Sembra non bastino le rassicurazioni che Baselga di Pinè ha rinnovato in più occasioni per destare il sindaco di Torino, Stefano Lo Russo, dalla possibilità di fare un passo avanti per accaparrarsi la competizione sul ghiaccio.
In effetti, è lo stesso primo cittadino a dichiarare la garanzia delle strutture sportive utilizzate nel 2006, quando il capoluogo piemontese ospitò i Giochi Invernali. Il problema imputato a Pinè verte sui ritardi dei lavori causati dai rincari sulle materie prime necessarie ad adeguare l’impianto dell’Ice rink dell'altopiano. «Il nostro territorio è a disposizione del Paese - ha dichiarato Lo Russo - nel momento in cui i ritardi non fossero colmabili in altri termini. Spetta alla struttura di Governo di Milano-Cortina valutare il possibile utilizzo questi impianti». Torino deve ancora smaltire le opere costruite nel 2006.
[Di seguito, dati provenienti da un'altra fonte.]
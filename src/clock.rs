//! Monotonic clock abstraction so scheduling can be driven in tests

use std::time::Instant;

/// Source of monotonic timestamps for publish scheduling
pub trait MonotonicClock {
    /// Current monotonic time
    fn now(&self) -> Instant;
}

/// Production clock backed by `std::time::Instant`
#[derive(Debug, Clone, Copy, Default)]
pub struct StdClock;

impl MonotonicClock for StdClock {
    fn now(&self) -> Instant {
        Instant::now()
    }
}

#[cfg(test)]
pub mod mocks {
    use super::*;
    use std::sync::{Arc, Mutex};
    use std::time::Duration;

    /// Manually-advanced clock for deterministic scheduling tests
    #[derive(Clone)]
    pub struct ManualClock {
        base: Instant,
        offset: Arc<Mutex<Duration>>,
    }

    impl ManualClock {
        pub fn new() -> Self {
            Self {
                base: Instant::now(),
                offset: Arc::new(Mutex::new(Duration::ZERO)),
            }
        }

        /// Move the clock forward
        pub fn advance(&self, by: Duration) {
            *self.offset.lock().unwrap() += by;
        }
    }

    impl MonotonicClock for ManualClock {
        fn now(&self) -> Instant {
            self.base + *self.offset.lock().unwrap()
        }
    }
}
L’iter di realizzazione trentino è stato avviato già a novembre dal comune di Baselga di Pinè, presentando un progetto preliminare da 50 milioni di euro destinati alla copertura. Il cantiere, previsto per i primi mesi del 2023, dovrà concludersi entro il 2025, periodo dei primi test event del Comitato olimpico.
Non si è fatta attendere la replica del sindaco di Baselga, Alessandro Santuari: «Tempi stretti ma ce la faremo. Andiamo avanti con il programma preventivato senza farci distrarre da altre questioni».